◆ TASK OBJECTIVE
In the records below, some lines hold the word "source". Copy each of those lines.

(Stored data entries)

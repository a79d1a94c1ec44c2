// Copyright (c) 2024 Mike Tsao

//! Realized audio: the [SampleBuffer] that every generator fills and every
//! transform edits, and the mixdown step that turns it into integer PCM.

/// The most commonly used imports.
pub mod prelude {
    pub use super::{ByteWidth, Interpolation, QuantizedBuffer, SampleBuffer};
}

pub use {
    buffer::SampleBuffer,
    interpolation::{positions, positions_across, Interpolation},
    mixdown::{ByteWidth, QuantizedBuffer},
};

mod buffer;
mod interpolation;
mod mixdown;
// Copyright (c) 2024 Mike Tsao

use super::amplitude::Level;
use crate::{
    audio::SampleBuffer,
    error::{Error, Result},
    traits::Transform,
    types::Decibels,
};
use core::f64::consts::LN_2;
use derivative::Derivative;
use serde::{Deserialize, Serialize};

/// Sums all channels into one. The sum isn't scaled down.
#[derive(Clone, Copy, Debug, Default)]
pub struct Mono;
impl Transform for Mono {
    fn apply(&self, buffer: &mut SampleBuffer) -> Result<()> {
        buffer.to_mono();
        Ok(())
    }

    fn name(&self) -> &'static str {
        "Mono"
    }
}

/// Maps a pan position to a gain for each stereo channel.
///
/// Positions run from `-width / 2` (hard left) to `width / 2` (hard right).
/// At center, each side is `law` dB down; at the extremes, the near side is at
/// 0 dB and the far side is silent.
#[derive(Clone, Copy, Debug, Derivative, PartialEq, Serialize, Deserialize)]
#[derivative(Default)]
#[serde(rename_all = "kebab-case")]
pub struct PanLaw {
    /// Level of each side at center, in dB. Usually negative.
    #[derivative(Default(value = "-3.0"))]
    pub law: f64,
    /// Distance from hard left to hard right.
    #[derivative(Default(value = "200.0"))]
    pub width: f64,
}
impl PanLaw {
    fn shape(&self, position: f64) -> f64 {
        (position / self.width + 0.5).ln() * (-self.law / LN_2)
    }

    /// Left-channel gain in dB.
    pub fn left_db(&self, position: f64) -> f64 {
        self.shape(-position)
    }

    /// Right-channel gain in dB.
    pub fn right_db(&self, position: f64) -> f64 {
        self.shape(position)
    }
}

/// Places a mono signal in the stereo field. The position can be constant or
/// follow a [Curve](crate::curves::Curve) for a sweep.
#[derive(Clone, Debug)]
pub struct Pan {
    position: Level,
    law: PanLaw,
}
impl Pan {
    #[allow(missing_docs)]
    pub fn new(position: impl Into<Level>) -> Self {
        Self {
            position: position.into(),
            law: PanLaw::default(),
        }
    }

    #[allow(missing_docs)]
    pub fn with_law(mut self, law: PanLaw) -> Self {
        self.law = law;
        self
    }
}
impl Transform for Pan {
    fn apply(&self, buffer: &mut SampleBuffer) -> Result<()> {
        if !buffer.is_mono() {
            return Err(Error::UnsupportedOperation(format!(
                "panning needs a mono signal, but this one has {} channels",
                buffer.num_channels()
            )));
        }
        let sample_rate = buffer.sample_rate();
        buffer.broadcast_mono(2)?;
        let law = self.law;
        let channels = buffer.channels_mut();
        self.position.scale(&mut channels[0], sample_rate, |p| {
            Decibels(law.left_db(p)).to_amplitude()
        })?;
        self.position.scale(&mut channels[1], sample_rate, |p| {
            Decibels(law.right_db(p)).to_amplitude()
        })?;
        Ok(())
    }

    fn name(&self) -> &'static str {
        "Pan"
    }
}

/// Rearranges channels. Output channel `i` is a copy of input channel
/// `mapping[i]`, or silence for `None`. A source can feed several outputs.
#[derive(Clone, Debug)]
pub struct Repan {
    mapping: Vec<Option<usize>>,
}
impl Repan {
    #[allow(missing_docs)]
    pub fn new(mapping: impl IntoIterator<Item = Option<usize>>) -> Self {
        Self {
            mapping: mapping.into_iter().collect(),
        }
    }
}
impl Transform for Repan {
    fn apply(&self, buffer: &mut SampleBuffer) -> Result<()> {
        if self.mapping.is_empty() {
            return Err(Error::invalid_argument("repan needs at least one channel"));
        }
        let len = buffer.len();
        let num_channels = buffer.num_channels();
        let mut channels = Vec::with_capacity(self.mapping.len());
        for source in self.mapping.iter() {
            channels.push(match source {
                Some(i) if *i < num_channels => buffer.channels()[*i].clone(),
                Some(i) => {
                    return Err(Error::invalid_argument(format!(
                        "repan source channel {i} doesn't exist; there are {num_channels}"
                    )))
                }
                None => vec![0.0; len],
            });
        }
        buffer.replace_channels(channels)
    }

    fn name(&self) -> &'static str {
        "Repan"
    }
}

#[cfg(test)]
mod tests {
    use super::*;
    use crate::{curves::Curve, types::SampleRate};
    use float_cmp::approx_eq;

    fn mono(len: usize) -> SampleBuffer {
        SampleBuffer::from_samples(&vec![1.0; len], SampleRate(1000)).unwrap()
    }

    #[test]
    fn mono_sums() {
        let mut b =
            SampleBuffer::from_array(&[vec![1.0, 2.0], vec![3.0, 4.0]], SampleRate(1000)).unwrap();
        Mono.apply(&mut b).unwrap();
        assert_eq!(b.channel(0), Some([4.0, 6.0].as_slice()));
        assert!(b.is_mono());
    }

    #[test]
    fn pan_law() {
        let law = PanLaw::default();
        assert!(approx_eq!(f64, law.left_db(0.0), -3.0, epsilon = 1e-12));
        assert!(approx_eq!(f64, law.right_db(0.0), -3.0, epsilon = 1e-12));
        assert!(approx_eq!(f64, law.right_db(100.0), 0.0, epsilon = 1e-12));
        assert_eq!(law.left_db(100.0), f64::NEG_INFINITY);
    }

    #[test]
    fn pan_center_and_hard_right() {
        let mut b = mono(3);
        Pan::new(0.0).apply(&mut b).unwrap();
        assert_eq!(b.num_channels(), 2);
        let center = Decibels(-3.0).to_amplitude();
        assert!(b
            .channels()
            .iter()
            .flatten()
            .all(|s| approx_eq!(f64, *s, center, epsilon = 1e-12)));

        let mut b = mono(3);
        Pan::new(100.0).apply(&mut b).unwrap();
        assert_eq!(b.channel(0), Some([0.0; 3].as_slice()));
        assert!(approx_eq!(f64, b.channel(1).unwrap()[0], 1.0, epsilon = 1e-12));
    }

    #[test]
    fn pan_sweep_follows_curve() {
        let mut b = mono(6);
        Pan::new(Curve::line(-100.0, 100.0, 4)).apply(&mut b).unwrap();
        let left = b.channel(0).unwrap();
        let right = b.channel(1).unwrap();
        assert!(approx_eq!(f64, left[0], 1.0, epsilon = 1e-12));
        assert_eq!(right[0], 0.0);
        // After the sweep, the endpoint (hard right) holds.
        assert_eq!(left[5], 0.0);
        assert!(approx_eq!(f64, right[5], 1.0, epsilon = 1e-12));
    }

    #[test]
    fn pan_rejects_stereo() {
        let mut b = SampleBuffer::silent(2, 3, SampleRate(1000));
        assert!(Pan::new(0.0).apply(&mut b).is_err());
    }

    #[test]
    fn repan() {
        let mut b =
            SampleBuffer::from_array(&[vec![1.0, 2.0], vec![3.0, 4.0]], SampleRate(1000)).unwrap();
        Repan::new([Some(1), Some(0), None]).apply(&mut b).unwrap();
        assert_eq!(b.num_channels(), 3);
        assert_eq!(b.channel(0), Some([3.0, 4.0].as_slice()));
        assert_eq!(b.channel(1), Some([1.0, 2.0].as_slice()));
        assert_eq!(b.channel(2), Some([0.0, 0.0].as_slice()));

        assert!(Repan::new([Some(5)]).apply(&mut b).is_err());
    }
}
// Copyright (c) 2024 Mike Tsao

use super::{time::Shift, BiTransform};
use crate::{
    audio::SampleBuffer,
    curves::Curve,
    error::{Error, Result},
    traits::Transform,
    types::{Decibels, Duration, SampleRate},
};
use derivative::Derivative;
use derive_builder::Builder;
use serde::{Deserialize, Serialize};

/// How a [Fade] moves between silence and full level.
#[derive(Clone, Copy, Debug, Derivative, PartialEq, Serialize, Deserialize)]
#[derivative(Default)]
#[serde(rename_all = "kebab-case")]
pub enum FadeShape {
    /// A straight ramp.
    #[derivative(Default)]
    Linear,
    /// A ramp raised to this power. Degree 0.5 keeps power roughly constant
    /// across a crossfade.
    Polynomial(f64),
    /// A ramp that's straight in decibels, from this many dB down up to 0 dB.
    /// It doesn't quite reach silence.
    Decibels(f64),
}
impl FadeShape {
    // n points from 0 to 1, both ends included.
    fn amplitudes(&self, n: usize) -> Vec<f64> {
        let ramp = (0..n).map(|i| {
            if n > 1 {
                i as f64 / (n - 1) as f64
            } else {
                0.0
            }
        });
        match self {
            FadeShape::Linear => ramp.collect(),
            FadeShape::Polynomial(degree) => ramp.map(|r| r.powf(*degree)).collect(),
            FadeShape::Decibels(range) => ramp
                .map(|r| Decibels((r - 1.0) * range.abs()).to_amplitude())
                .collect(),
        }
    }
}

/// Fades a signal in from silence, or out to silence.
#[derive(Clone, Debug, Builder, Derivative)]
#[derivative(Default)]
#[builder(default)]
pub struct Fade {
    /// In when true, out when false.
    #[derivative(Default(value = "true"))]
    fade_in: bool,

    /// How long the fade takes. Longer than the signal means the whole signal.
    #[derivative(Default(value = "Duration::Millis(1000.0)"))]
    #[builder(setter(into))]
    duration: Duration,

    /// The gain curve of the fade.
    shape: FadeShape,
}
impl Fade {
    #[allow(missing_docs)]
    pub fn is_fade_in(&self) -> bool {
        self.fade_in
    }

    #[allow(missing_docs)]
    pub fn duration(&self) -> Duration {
        self.duration
    }

    #[allow(missing_docs)]
    pub fn shape(&self) -> FadeShape {
        self.shape
    }
}
impl Transform for Fade {
    fn apply(&self, buffer: &mut SampleBuffer) -> Result<()> {
        self.duration.validate_non_negative("fade")?;
        let n = self.duration.num_samples(buffer.sample_rate())?;
        let amplitudes = self.shape.amplitudes(n);
        let len = buffer.len();
        // A fade longer than the signal is cut short at the signal's far end,
        // so a fade-out still lands on silence.
        let m = n.min(len);
        for channel in buffer.channels_mut() {
            if self.fade_in {
                channel[..m]
                    .iter_mut()
                    .zip(amplitudes.iter())
                    .for_each(|(s, a)| *s *= a);
            } else {
                channel[len - m..]
                    .iter_mut()
                    .zip(amplitudes[..m].iter().rev())
                    .for_each(|(s, a)| *s *= a);
            }
        }
        Ok(())
    }

    fn name(&self) -> &'static str {
        "Fade"
    }

    fn required_samples(&self, sample_rate: SampleRate) -> Option<usize> {
        self.duration.num_samples(sample_rate).ok()
    }
}

/// Builds fade-ins.
#[derive(Debug)]
pub struct FadeIn;
impl FadeIn {
    /// A linear fade-in.
    #[allow(clippy::new_ret_no_self)]
    pub fn new(duration: impl Into<Duration>) -> Fade {
        Self::with_shape(duration, FadeShape::Linear)
    }

    #[allow(missing_docs)]
    pub fn with_shape(duration: impl Into<Duration>, shape: FadeShape) -> Fade {
        Fade {
            fade_in: true,
            duration: duration.into(),
            shape,
        }
    }
}

/// Builds fade-outs.
#[derive(Debug)]
pub struct FadeOut;
impl FadeOut {
    /// A linear fade-out.
    #[allow(clippy::new_ret_no_self)]
    pub fn new(duration: impl Into<Duration>) -> Fade {
        Self::with_shape(duration, FadeShape::Linear)
    }

    #[allow(missing_docs)]
    pub fn with_shape(duration: impl Into<Duration>, shape: FadeShape) -> Fade {
        Fade {
            fade_in: false,
            duration: duration.into(),
            shape,
        }
    }
}

/// Builds crossfades. Concatenating across one fades out the earlier signal
/// while fading in the later one, which is pulled back to overlap it.
#[derive(Debug)]
pub struct CrossFade;
impl CrossFade {
    /// An equal-power crossfade.
    #[allow(clippy::new_ret_no_self)]
    pub fn new(duration: impl Into<Duration>) -> BiTransform {
        Self::with_shape(duration, FadeShape::Polynomial(0.5))
    }

    #[allow(missing_docs)]
    pub fn with_shape(duration: impl Into<Duration>, shape: FadeShape) -> BiTransform {
        let duration = duration.into();
        BiTransform::new(
            FadeOut::with_shape(duration, shape),
            FadeIn::with_shape(duration, shape) * Shift::new(-duration),
        )
    }
}

/// An attack-hold-decay-sustain-release envelope, stretched over the whole
/// signal. The sustain portion fills whatever's left between decay and
/// release.
#[derive(Clone, Debug, Builder, Derivative, Serialize, Deserialize)]
#[derivative(Default)]
#[builder(default, build_fn(validate = "Self::validate"))]
#[serde(rename_all = "kebab-case")]
pub struct Adsr {
    /// Rise from silence to full level.
    #[builder(setter(into))]
    attack: Duration,
    /// Time spent at full level after the attack.
    #[builder(setter(into))]
    hold: Duration,
    /// Fall from full level to the sustain level.
    #[builder(setter(into))]
    decay: Duration,
    /// Sustain level, as linear amplitude.
    #[derivative(Default(value = "1.0"))]
    sustain: f64,
    /// Fall from the sustain level to silence at the end of the signal.
    #[builder(setter(into))]
    release: Duration,
}
impl AdsrBuilder {
    fn validate(&self) -> core::result::Result<(), String> {
        for (what, d) in [
            ("attack", &self.attack),
            ("hold", &self.hold),
            ("decay", &self.decay),
            ("release", &self.release),
        ] {
            if let Some(d) = d {
                d.validate_non_negative(what).map_err(|e| e.to_string())?;
            }
        }
        Ok(())
    }
}
impl Adsr {
    #[allow(missing_docs)]
    pub fn new(
        attack: impl Into<Duration>,
        decay: impl Into<Duration>,
        sustain: f64,
        release: impl Into<Duration>,
    ) -> Self {
        Self {
            attack: attack.into(),
            hold: Duration::ZERO,
            decay: decay.into(),
            sustain,
            release: release.into(),
        }
    }

    fn head(&self) -> Curve {
        Curve::line(0.0, 1.0, self.attack)
            | Curve::constant(1.0, self.hold)
            | Curve::line(1.0, self.sustain, self.decay)
    }

    fn tail(&self) -> Curve {
        Curve::line(self.sustain, 0.0, self.release)
    }
}
impl Transform for Adsr {
    fn apply(&self, buffer: &mut SampleBuffer) -> Result<()> {
        let sr = buffer.sample_rate();
        let head = self.head().flatten(sr)?;
        let tail = self.tail().flatten(sr)?;
        let len = buffer.len();
        if head.len() + tail.len() > len {
            return Err(Error::invalid_argument(format!(
                "envelope needs {} samples, but the signal has only {len}",
                head.len() + tail.len()
            )));
        }
        let tail_start = len - tail.len();
        for channel in buffer.channels_mut() {
            channel[..head.len()]
                .iter_mut()
                .zip(head.iter())
                .for_each(|(s, e)| *s *= e);
            channel[head.len()..tail_start]
                .iter_mut()
                .for_each(|s| *s *= self.sustain);
            channel[tail_start..]
                .iter_mut()
                .zip(tail.iter())
                .for_each(|(s, e)| *s *= e);
        }
        Ok(())
    }

    fn name(&self) -> &'static str {
        "Adsr"
    }
}
// Copyright (c) 2024 Mike Tsao

//! Walks a signal tree bottom-up and turns it into audio.

use super::signal::{Node, Signal};
use crate::{
    audio::SampleBuffer,
    error::{Error, Result},
    traits::{Generates, Transform},
    transforms::TransformChain,
    types::SampleRate,
};
use std::sync::Arc;

/// One realize pass. Holds nothing but the pass's parameters, so realizing
/// is a pure function of the tree and the sample rate.
#[derive(Clone, Copy, Debug)]
pub(super) struct Realizer {
    sample_rate: SampleRate,
    parallel_mix: bool,
}
impl Realizer {
    pub(super) fn new(sample_rate: SampleRate, parallel_mix: bool) -> Result<Self> {
        Ok(Self {
            sample_rate: SampleRate::try_new(sample_rate.0)?,
            parallel_mix,
        })
    }

    pub(super) fn realize(&self, signal: &Signal) -> Result<SampleBuffer> {
        let mut buffer = match signal.node() {
            Node::Leaf(generator) => self.generate(generator.as_ref())?,
            Node::Mix(children) => self.mix(children)?,
            Node::Sequence { children, tail } => self.sequence(children, tail.as_ref())?,
        };
        self.apply_transforms(signal.transforms(), &mut buffer)?;
        Ok(buffer)
    }

    fn generate(&self, generator: &dyn Generates) -> Result<SampleBuffer> {
        let buffer = generator.generate(self.sample_rate)?;
        buffer.check_shape()?;
        log::debug!(
            "generated {}: {} channel(s) x {} samples",
            generator.name(),
            buffer.num_channels(),
            buffer.len()
        );
        Ok(buffer)
    }

    fn apply_transforms(
        &self,
        transforms: &[Arc<dyn Transform>],
        buffer: &mut SampleBuffer,
    ) -> Result<()> {
        for t in transforms {
            t.apply(buffer)?;
            buffer.check_shape()?;
            log::debug!(
                "applied {}: {} channel(s) x {} samples, shift {}",
                t.name(),
                buffer.num_channels(),
                buffer.len(),
                buffer.shift()
            );
        }
        Ok(())
    }

    fn mix(&self, children: &[Signal]) -> Result<SampleBuffer> {
        let mixed = if self.parallel_mix && children.len() > 1 {
            self.mix_in_parallel(children)?
        } else {
            self.fold_mix(children)?
        };
        log::debug!(
            "mixed {} children into {} samples",
            children.len(),
            mixed.len()
        );
        Ok(mixed)
    }

    // Realizes each child and sums it into a running total, so only the total
    // and one child are alive at a time.
    fn fold_mix(&self, children: &[Signal]) -> Result<SampleBuffer> {
        let mut mixed = SampleBuffer::new(self.sample_rate);
        for child in children {
            mixed.mix(self.realize(child)?)?;
            mixed.check_shape()?;
        }
        Ok(mixed)
    }

    // Splits the children into one contiguous run per available core. Each
    // worker folds its run, and the partial mixes are folded in run order.
    // Workers mix serially below this point, so a pass never has more threads
    // than cores.
    fn mix_in_parallel(&self, children: &[Signal]) -> Result<SampleBuffer> {
        let workers = std::thread::available_parallelism()
            .map_or(1, |n| n.get())
            .min(children.len());
        let run_length = children.len().div_ceil(workers);
        let serial = Self {
            sample_rate: self.sample_rate,
            parallel_mix: false,
        };
        let partials = crossbeam::thread::scope(|s| {
            let handles: Vec<_> = children
                .chunks(run_length)
                .map(|run| s.builder().spawn(move |_| serial.fold_mix(run)))
                .collect();
            handles
                .into_iter()
                .map(|h| match h {
                    Ok(h) => h.join().unwrap_or_else(|e| std::panic::resume_unwind(e)),
                    Err(e) => Err(Error::UnsupportedOperation(format!(
                        "couldn't start a mix worker: {e}"
                    ))),
                })
                .collect::<Vec<_>>()
        })
        .unwrap_or_else(|e| std::panic::resume_unwind(e));

        let mut mixed = SampleBuffer::new(self.sample_rate);
        for partial in partials {
            mixed.mix(partial?)?;
            mixed.check_shape()?;
        }
        Ok(mixed)
    }

    // Children are realized in order and folded in as they arrive, so only
    // the running total and one child are alive at a time.
    fn sequence(&self, children: &[Signal], tail: Option<&TransformChain>) -> Result<SampleBuffer> {
        if tail.is_some() {
            log::warn!("a sequence ends with half a crossfade; ignoring it");
        }
        let mut sequence = SampleBuffer::new(self.sample_rate);
        let mut phase = 0.0;
        for child in children {
            let buffer = match child.as_phased() {
                Some(phased) if !phased.has_explicit_phase() => {
                    let (buffer, end_phase) =
                        phased.generate_from_phase(self.sample_rate, phase)?;
                    buffer.check_shape()?;
                    phase = end_phase;
                    buffer
                }
                _ => {
                    phase = 0.0;
                    self.realize(child)?
                }
            };
            sequence.concat(buffer)?;
            sequence.check_shape()?;
        }
        log::debug!(
            "sequenced {} children into {} samples",
            children.len(),
            sequence.len()
        );
        Ok(sequence)
    }
}

#[cfg(test)]
mod tests {
    use super::*;
    use crate::{
        elements::{Oscillator, Waveform},
        transforms::{CrossFade, Shift},
        types::Duration,
    };
    use float_cmp::approx_eq;

    const SR: SampleRate = SampleRate(1000);

    #[derive(Debug)]
    struct Ragged;
    impl Transform for Ragged {
        fn apply(&self, buffer: &mut SampleBuffer) -> Result<()> {
            buffer.pad_channels(2);
            buffer.channels_mut()[1].push(1.0);
            Ok(())
        }

        fn name(&self) -> &'static str {
            "Ragged"
        }
    }

    fn samples(signal: &Signal) -> Vec<f64> {
        signal.realize(SR).unwrap().channel(0).unwrap().to_vec()
    }

    #[test]
    fn leaves_and_transforms() {
        let s = Signal::step(4) * 0.5;
        assert_eq!(samples(&s), vec![0.5; 4]);
        assert!(matches!(
            Signal::silence(-5).realize(SR),
            Err(Error::InvalidArgument(_))
        ));
    }

    #[test]
    fn ragged_transforms_are_caught() {
        let s = Signal::step(4).apply(Arc::new(Ragged) as Arc<dyn Transform>);
        assert!(matches!(
            s.realize(SR),
            Err(Error::ShapeInvariantViolation(_))
        ));
    }

    #[test]
    fn mix_pads_and_aligns() {
        let s = Signal::step(3) + (Signal::step(2) * Shift::new(2));
        assert_eq!(samples(&s), vec![1.0, 1.0, 2.0, 1.0]);
    }

    #[test]
    fn parallel_and_serial_mixes_agree() {
        let s = Signal::white_noise(50, 1)
            + Signal::sine(100.0, 30)
            + (Signal::step(10) | Signal::pink_noise(20, 2));
        let parallel = Realizer::new(SR, true).unwrap().realize(&s).unwrap();
        let serial = Realizer::new(SR, false).unwrap().realize(&s).unwrap();
        assert_eq!(parallel, serial);
    }

    #[test]
    fn wide_mixes_realize() {
        let notes: Vec<Signal> = (0..30_000)
            .map(|i| Signal::step(2) * Shift::new(i % 100))
            .collect();
        let chord = Signal::mix_all(&notes);
        let parallel = chord.realize(SR).unwrap();
        assert_eq!(parallel.len(), 101);
        assert_eq!(parallel.channel(0).unwrap()[0], 300.0);
        assert_eq!(parallel.channel(0).unwrap()[50], 600.0);
        assert_eq!(parallel.channel(0).unwrap()[100], 300.0);

        let serial = Realizer::new(SR, false).unwrap().realize(&chord).unwrap();
        assert_eq!(parallel, serial);

        // A mix inside a mix stays bounded too.
        let nested = Signal::mix_all([&chord * 1.0, &chord * 1.0].iter());
        assert_eq!(nested.realize(SR).unwrap().channel(0).unwrap()[50], 1200.0);
    }

    #[test]
    fn zero_sample_rate_is_rejected() {
        for s in [Signal::sine(440.0, 10), Signal::step(3) + Signal::silence(2)] {
            assert!(matches!(
                s.realize(SampleRate(0)),
                Err(Error::InvalidArgument(_))
            ));
        }
    }

    #[test]
    fn sequence_places_children_end_to_end() {
        let s = Signal::step(2) | Signal::silence(1) | (Signal::step(1) * -1.0);
        assert_eq!(samples(&s), vec![1.0, 1.0, 0.0, -1.0]);
    }

    #[test]
    fn phase_carries_across_oscillators() {
        // 2.5 cycles, so the second note starts half a cycle in.
        let split = Signal::sine(100.0, 25) | Signal::sine(100.0, 25);
        let whole = Signal::sine(100.0, 50);
        let a = samples(&split);
        let b = samples(&whole);
        assert_eq!(a.len(), 50);
        for (x, y) in a.iter().zip(b.iter()) {
            assert!(approx_eq!(f64, *x, *y, epsilon = 1e-9));
        }
    }

    #[test]
    fn phase_resets_after_anything_else() {
        let pinned = Oscillator::new(Waveform::Sine, 100.0, 25).with_phase(0.0);
        for breaker in [
            Signal::sine(100.0, 25) * 1.0,
            Signal::oscillator(pinned),
            Signal::silence(25),
        ] {
            let s = Signal::sine(100.0, 25) | breaker | Signal::sine(100.0, 25);
            let v = samples(&s);
            let fresh = samples(&Signal::sine(100.0, 25));
            assert_eq!(&v[50..], fresh.as_slice());
        }
    }

    #[test]
    fn crossfade_overlaps() {
        let s = Signal::step(10) | CrossFade::new(4) | Signal::step(10);
        let v = samples(&s);
        assert_eq!(v.len(), 16);
        assert_eq!(v[0], 1.0);
        assert_eq!(v[15], 1.0);
    }

    #[test]
    fn dangling_crossfade_is_dropped() {
        let s = Signal::step(10) | CrossFade::new(4);
        assert_eq!(s.realize(SR).unwrap().len(), 10);
    }

    #[test]
    fn empty_nodes() {
        assert!(Signal::default().realize(SR).unwrap().is_empty());
        assert!(Signal::concat_all(core::iter::empty()).realize(SR).unwrap().is_empty());
        assert_eq!(
            Signal::silence(Duration::ZERO).realize(SR).unwrap().len(),
            0
        );
    }
}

◆ REPLY
/// `mapping[i]`, or silence for `None`. A source can feed several outputs.
        for source in self.mapping.iter() {
            channels.push(match source {
                        "repan source channel {i} doesn't exist; there are {num_channels}"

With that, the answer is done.